If the modulepath contains multiple modules with the same name, Puppet uses the version from the directory that comes earliest in the modulepath. Modules in directories earlier in the modulepath override those in later directories.

For most content, this earliest-module-wins behavior is on an all-or-nothing, per-module basis — all of the manifests, files, and templates in the first-encountered version are available for use, and none of the content from any subsequent versions is available. This behavior covers:
  • Puppet code (from manifests).

  • Files (from files).

  • Templates (from templates).

  • External facts (from facts.d).

  • Ruby plugins synced to agent nodes (from lib).

CAUTION: Puppet sometimes displays unexpected behavior with  Ruby plugins that are loaded directly from modules.
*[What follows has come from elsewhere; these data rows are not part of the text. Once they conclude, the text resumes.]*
//! TOML configuration schema types for boardtop.
//!
//! All structs derive `Deserialize` and `Serialize` with defaults via
//! `#[serde(default)]`, so a partial or empty file is valid.
//!
//! Duration fields hold human-readable strings (e.g. `"500ms"`, `"2s"`)
//! parsed by the `humantime` crate through the accessor methods.

use std::path::PathBuf;
use std::time::Duration;

use serde::{Deserialize, Serialize};

use crate::config::error::ConfigError;
use crate::config::xdg;

// ---------------------------------------------------------------------------
// Top-level Config
// ---------------------------------------------------------------------------

/// Root configuration.
///
/// ```toml
/// [dashboard]
/// [logging]
/// ```
#[derive(Debug, Clone, Default, Deserialize, Serialize, PartialEq)]
#[serde(default)]
pub struct Config {
    /// Dashboard loop settings.
    pub dashboard: DashboardConfig,
    /// Log file settings.
    pub logging: LoggingConfig,
}

impl Config {
    /// Checks values that parse as TOML but cannot be used.
    pub fn validate(&self) -> Result<(), ConfigError> {
        self.dashboard.interval()?;
        Ok(())
    }
}

// ---------------------------------------------------------------------------
// Dashboard
// ---------------------------------------------------------------------------

/// `[dashboard]` section.
#[derive(Debug, Clone, Deserialize, Serialize, PartialEq)]
#[serde(default)]
pub struct DashboardConfig {
    /// Redraw interval and input wait, e.g. `"500ms"`.
    pub interval: String,
    /// 1-based page shown first. Out-of-range values fall back to page 1.
    pub start_page: usize,
}

impl Default for DashboardConfig {
    fn default() -> Self {
        Self {
            interval: "500ms".to_string(),
            start_page: 1,
        }
    }
}

impl DashboardConfig {
    /// Parsed redraw interval.
    pub fn interval(&self) -> Result<Duration, ConfigError> {
        parse_interval("dashboard.interval", &self.interval)
    }
}

/// Parses a positive humantime duration.
pub fn parse_interval(field: &'static str, value: &str) -> Result<Duration, ConfigError> {
    let invalid = |message: String| ConfigError::InvalidDuration {
        field,
        value: value.to_string(),
        message,
    };
    let interval = humantime::parse_duration(value).map_err(|e| invalid(e.to_string()))?;
    if interval.is_zero() {
        return Err(invalid("must be greater than zero".to_string()));
    }
    Ok(interval)
}

// ---------------------------------------------------------------------------
// Logging
// ---------------------------------------------------------------------------

/// `[logging]` section.
#[derive(Debug, Clone, Deserialize, Serialize, PartialEq)]
#[serde(default)]
pub struct LoggingConfig {
    /// Logging verbosity.
    pub level: LogLevel,
    /// Path to the log file. Empty string means the XDG state directory.
    pub file: String,
}

impl Default for LoggingConfig {
    fn default() -> Self {
        Self {
            level: LogLevel::Info,
            file: String::new(),
        }
    }
}

impl LoggingConfig {
    /// Resolved log file path, with `~` expanded.
    pub fn file_path(&self) -> PathBuf {
        if self.file.is_empty() {
            xdg::log_path()
        } else {
            xdg::expand_tilde(&self.file)
        }
    }
}

/// Log verbosity levels (kebab-case in TOML).
#[derive(Debug, Clone, Copy, Deserialize, Serialize, PartialEq, Eq)]
#[serde(rename_all = "kebab-case")]
pub enum LogLevel {
    /// Only errors.
    Error,
    /// Errors and warnings.
    Warn,
    /// Informational messages (default).
    Info,
    /// Debug-level detail.
    Debug,
    /// Full trace output.
    Trace,
}

impl LogLevel {
    /// Filter directive for this level.
    pub fn as_str(self) -> &'static str {
        match self {
            LogLevel::Error => "error",
            LogLevel::Warn => "warn",
            LogLevel::Info => "info",
            LogLevel::Debug => "debug",
            LogLevel::Trace => "trace",
        }
    }
}

// ---------------------------------------------------------------------------
// Tests
// ---------------------------------------------------------------------------
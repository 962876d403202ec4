//! Logging initialization for boardtop.
//!
//! The dashboard owns the terminal, so the `tracing` subscriber writes to a
//! log file instead of stderr. Level filtering comes from the `BOARDTOP_LOG`
//! environment variable when set, else from the configured level.
//!
//! ```bash
//! # Debug level for this crate only
//! BOARDTOP_LOG=boardtop=debug boardtop
//! ```

use std::fs::{File, OpenOptions};
use std::io;
use std::path::{Path, PathBuf};
use std::sync::Mutex;

use thiserror::Error;
use tracing::Subscriber;
use tracing_subscriber::{fmt, EnvFilter};

use crate::config::schema::LogLevel;
use crate::config::xdg;

/// Environment variable holding filter directives.
pub const LOG_ENV: &str = "BOARDTOP_LOG";

/// Errors raised while setting up logging.
#[derive(Debug, Error)]
pub enum LoggingError {
    /// The log file could not be created or opened.
    #[error("Failed to open log file: {path}")]
    Open {
        /// Log file path.
        path: PathBuf,
        /// Underlying I/O error.
        #[source]
        source: io::Error,
    },

    /// A global subscriber was already installed.
    #[error("Failed to install log subscriber: {0}")]
    Install(String),
}

/// Filter from [`LOG_ENV`], falling back to `level` when unset or invalid.
pub fn env_filter(level: LogLevel) -> EnvFilter {
    EnvFilter::try_from_env(LOG_ENV).unwrap_or_else(|_| EnvFilter::new(level.as_str()))
}

/// Opens `path` for appending, creating it and its directory as needed.
pub fn open_log_file(path: &Path) -> Result<File, LoggingError> {
    let open_error = |source| LoggingError::Open {
        path: path.to_path_buf(),
        source,
    };
    if let Some(parent) = path
        .parent()
        .filter(|p| !p.as_os_str().is_empty() && !p.exists())
    {
        xdg::ensure_dir(parent).map_err(open_error)?;
    }
    OpenOptions::new()
        .create(true)
        .append(true)
        .open(path)
        .map_err(open_error)
}

/// Builds the file subscriber without installing it.
pub fn subscriber(filter: EnvFilter, file: File) -> impl Subscriber + Send + Sync {
    fmt()
        .with_env_filter(filter)
        .with_target(false)
        .with_ansi(false)
        .with_writer(Mutex::new(file))
        .finish()
}

/// Installs the global subscriber writing to `path`.
///
/// Call once, before the terminal is taken over.
pub fn init(level: LogLevel, path: &Path) -> Result<(), LoggingError> {
    let file = open_log_file(path)?;
    tracing::subscriber::set_global_default(subscriber(env_filter(level), file))
        .map_err(|e| LoggingError::Install(e.to_string()))?;
    tracing::debug!("logging to {}", path.display());
    Ok(())
}
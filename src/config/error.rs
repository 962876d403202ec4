//! Configuration error types for loading, validating and writing config files.

use std::path::PathBuf;
use thiserror::Error;

/// Errors that can occur when loading or parsing configuration.
#[derive(Error, Debug)]
pub enum ConfigError {
    /// Failed to read the configuration file from disk.
    #[error("Failed to read configuration file: {path}")]
    ReadError {
        /// Path to the file that could not be read.
        path: PathBuf,
        /// Underlying I/O error.
        #[source]
        source: std::io::Error,
    },

    /// The TOML content could not be parsed.
    #[error("Invalid configuration at {path}:{line}:{column}: {message}")]
    ParseError {
        /// Path to the file containing the error.
        path: PathBuf,
        /// One-based line index of the error (0 if unknown).
        line: usize,
        /// One-based column index of the error (0 if unknown).
        column: usize,
        /// Human-readable description of the parse failure.
        message: String,
    },

    /// An explicitly requested configuration file does not exist.
    #[error("Configuration file not found: {path}")]
    NotFound {
        /// Path that was requested but does not exist.
        path: PathBuf,
    },

    /// A configuration file already exists at the target path.
    #[error("Configuration file already exists: {path}")]
    AlreadyExists {
        /// Path where the file already exists.
        path: PathBuf,
    },

    /// Failed to write a configuration file to disk.
    #[error("Failed to write configuration file: {path}")]
    WriteError {
        /// Path to the file that could not be written.
        path: PathBuf,
        /// Underlying I/O error.
        #[source]
        source: std::io::Error,
    },

    /// A duration field holds a value that is not a positive duration.
    #[error("Invalid duration for `{field}`: {value:?} ({message})")]
    InvalidDuration {
        /// Dotted key of the offending field.
        field: &'static str,
        /// Value as written in the file or on the command line.
        value: String,
        /// Why the value was rejected.
        message: String,
    },
}
//! Status data consumed by dashboard pages.
//!
//! Pages only ever read through [`DataSource`]. Every field except the
//! privilege flag may be absent, and pages render a placeholder when it is.

mod system;

pub use system::SystemSource;

use serde::{Deserialize, Serialize};
use std::collections::BTreeMap;
use std::path::{Path, PathBuf};
use std::time::Duration;
use thiserror::Error;

/// Read-only view of the monitored board.
pub trait DataSource {
    /// `true` when the dashboard runs with elevated privileges.
    fn is_elevated(&self) -> bool;

    /// Time since the board booted.
    fn uptime(&self) -> Option<Duration>;

    /// Static board and software metadata.
    fn board(&self) -> Option<&BoardInfo>;

    /// Hostname and local network interfaces.
    fn local_interfaces(&self) -> Option<&LocalInterfaces>;

    /// Version of the monitoring software.
    fn version(&self) -> Option<&str>;
}

/// Static metadata about the board and the software it runs.
#[derive(Debug, Clone, Default, PartialEq, Eq, Serialize, Deserialize)]
#[serde(default)]
pub struct BoardInfo {
    /// Device identifier, e.g. the model string from the device tree.
    pub machine: Option<String>,
    /// Software release installed on the board.
    pub software: Option<String>,
    /// Labeled hardware fields.
    pub hardware: BTreeMap<String, String>,
    /// Labeled library versions.
    pub libraries: BTreeMap<String, String>,
}

/// Hostname plus interface name to address mapping.
#[derive(Debug, Clone, Default, PartialEq, Eq, Serialize, Deserialize)]
#[serde(default)]
pub struct LocalInterfaces {
    /// Host name.
    pub hostname: Option<String>,
    /// Interface name to address.
    pub interfaces: BTreeMap<String, String>,
}

/// A fixed set of status values.
///
/// Loadable from JSON so a captured snapshot can be replayed without the
/// board:
///
/// ```json
/// {
///   "elevated": false,
///   "uptime_secs": 93784,
///   "board": { "machine": "Jetson Nano", "software": "Jetpack 4.6" },
///   "version": "3.1.0"
/// }
/// ```
#[derive(Debug, Clone, Default, PartialEq, Eq, Serialize, Deserialize)]
#[serde(default)]
pub struct Snapshot {
    /// Privilege flag.
    pub elevated: bool,
    /// Uptime in whole seconds.
    pub uptime_secs: Option<u64>,
    /// Board metadata.
    pub board: Option<BoardInfo>,
    /// Network listing.
    pub local_interfaces: Option<LocalInterfaces>,
    /// Monitoring software version.
    pub version: Option<String>,
}

/// Errors raised while loading a snapshot file.
#[derive(Debug, Error)]
pub enum DataError {
    /// The file could not be read.
    #[error("Failed to read snapshot file: {path}")]
    ReadError {
        /// Path that could not be read.
        path: PathBuf,
        /// Underlying I/O error.
        #[source]
        source: std::io::Error,
    },

    /// The file is not a valid snapshot.
    #[error("Invalid snapshot at {path}")]
    ParseError {
        /// Path of the invalid file.
        path: PathBuf,
        /// Underlying JSON error.
        #[source]
        source: serde_json::Error,
    },
}

impl Snapshot {
    /// Loads a snapshot from a JSON file.
    pub fn from_json_file(path: &Path) -> Result<Self, DataError> {
        let content = std::fs::read_to_string(path).map_err(|e| DataError::ReadError {
            path: path.to_path_buf(),
            source: e,
        })?;
        serde_json::from_str(&content).map_err(|e| DataError::ParseError {
            path: path.to_path_buf(),
            source: e,
        })
    }
}

impl DataSource for Snapshot {
    fn is_elevated(&self) -> bool {
        self.elevated
    }

    fn uptime(&self) -> Option<Duration> {
        self.uptime_secs.map(Duration::from_secs)
    }

    fn board(&self) -> Option<&BoardInfo> {
        self.board.as_ref()
    }

    fn local_interfaces(&self) -> Option<&LocalInterfaces> {
        self.local_interfaces.as_ref()
    }

    fn version(&self) -> Option<&str> {
        self.version.as_deref()
    }
}
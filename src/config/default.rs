//! Default configuration template and file creation.
//!
//! The template is commented TOML that parses to exactly `Config::default()`.

use std::fs;
use std::path::{Path, PathBuf};

use crate::config::error::ConfigError;
use crate::config::xdg;

/// Commented TOML template with all default values.
///
/// Every value here must match `Config::default()` from `schema.rs`.
pub const DEFAULT_CONFIG_TEMPLATE: &str = r#"# boardtop configuration
#
# This file was generated with the built-in defaults.
# Command-line flags override the values below.
#
# Location: $XDG_CONFIG_HOME/boardtop/config.toml

# ==============================================================================
# Dashboard
# ==============================================================================

[dashboard]

# Redraw interval as a human-readable duration.
# Also the longest time a key read waits, so it bounds how quickly the
# dashboard notices a termination signal.
# Examples: "250ms", "500ms", "1s"
interval = "500ms"

# Page shown at startup, 1-based.
# Values outside the registered pages fall back to the first page.
start_page = 1

# ==============================================================================
# Logging
# ==============================================================================

[logging]

# Logging verbosity.
# Options: "error", "warn", "info", "debug", "trace"
# The BOARDTOP_LOG environment variable overrides this with a full filter,
# e.g. BOARDTOP_LOG=boardtop=debug
level = "info"

# Path to the log file. The dashboard owns the terminal, so logs never go to
# stdout or stderr.
# Empty string means $XDG_STATE_HOME/boardtop/boardtop.log
# Tilde (~) is expanded to the user's home directory.
file = ""
"#;

/// Creates (or force-overwrites) the default config file at the XDG path.
///
/// - If the file exists and `force` is `false`, returns `ConfigError::AlreadyExists`.
/// - If the file exists and `force` is `true`, backs it up to `.toml.backup` first.
/// - Returns the path where the config was written.
pub fn create_default_config(force: bool) -> Result<PathBuf, ConfigError> {
    let path = xdg::config_path();
    write_template(&path, force)?;
    Ok(path)
}

/// Writes the template to `path` with the same backup rules as
/// [`create_default_config`].
pub fn write_template(path: &Path, force: bool) -> Result<(), ConfigError> {
    if path.exists() {
        if !force {
            return Err(ConfigError::AlreadyExists {
                path: path.to_path_buf(),
            });
        }
        let backup_path = path.with_extension("toml.backup");
        fs::rename(path, &backup_path).map_err(|e| ConfigError::WriteError {
            path: backup_path.clone(),
            source: e,
        })?;
        tracing::info!("Backed up existing config to {}", backup_path.display());
    }

    let write_error = |source| ConfigError::WriteError {
        path: path.to_path_buf(),
        source,
    };
    if let Some(parent) = path.parent() {
        xdg::ensure_dir(parent).map_err(write_error)?;
    }
    fs::write(path, DEFAULT_CONFIG_TEMPLATE).map_err(write_error)?;

    #[cfg(unix)]
    {
        use std::os::unix::fs::PermissionsExt;
        fs::set_permissions(path, fs::Permissions::from_mode(0o600)).map_err(write_error)?;
    }

    tracing::info!("Created default configuration at {}", path.display());
    Ok(())
}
This includes:
  • Plugins used by the master (custom resource types, custom functions).

  • Plugins used by puppet apply.

  • Plugins present in the agent’s modulepath (which is usually empty but night not be when running an agent on a node that is also a master).

In this case, the plugins are handled on a per-file basis instead of per-module. If a duplicate module in an later directory has additional plugin files that don’t exist in the first instance of the module, those extra files are loaded, and Puppet uses a a mixture of files from both versions of the module.

If you refactor a module’s Ruby plugins, and maintain two versions of that module in your modulepath, it can have unexpected results.

This is a byproduct of how Ruby works and is not intentional or controllable by Puppet; a fix is not expected.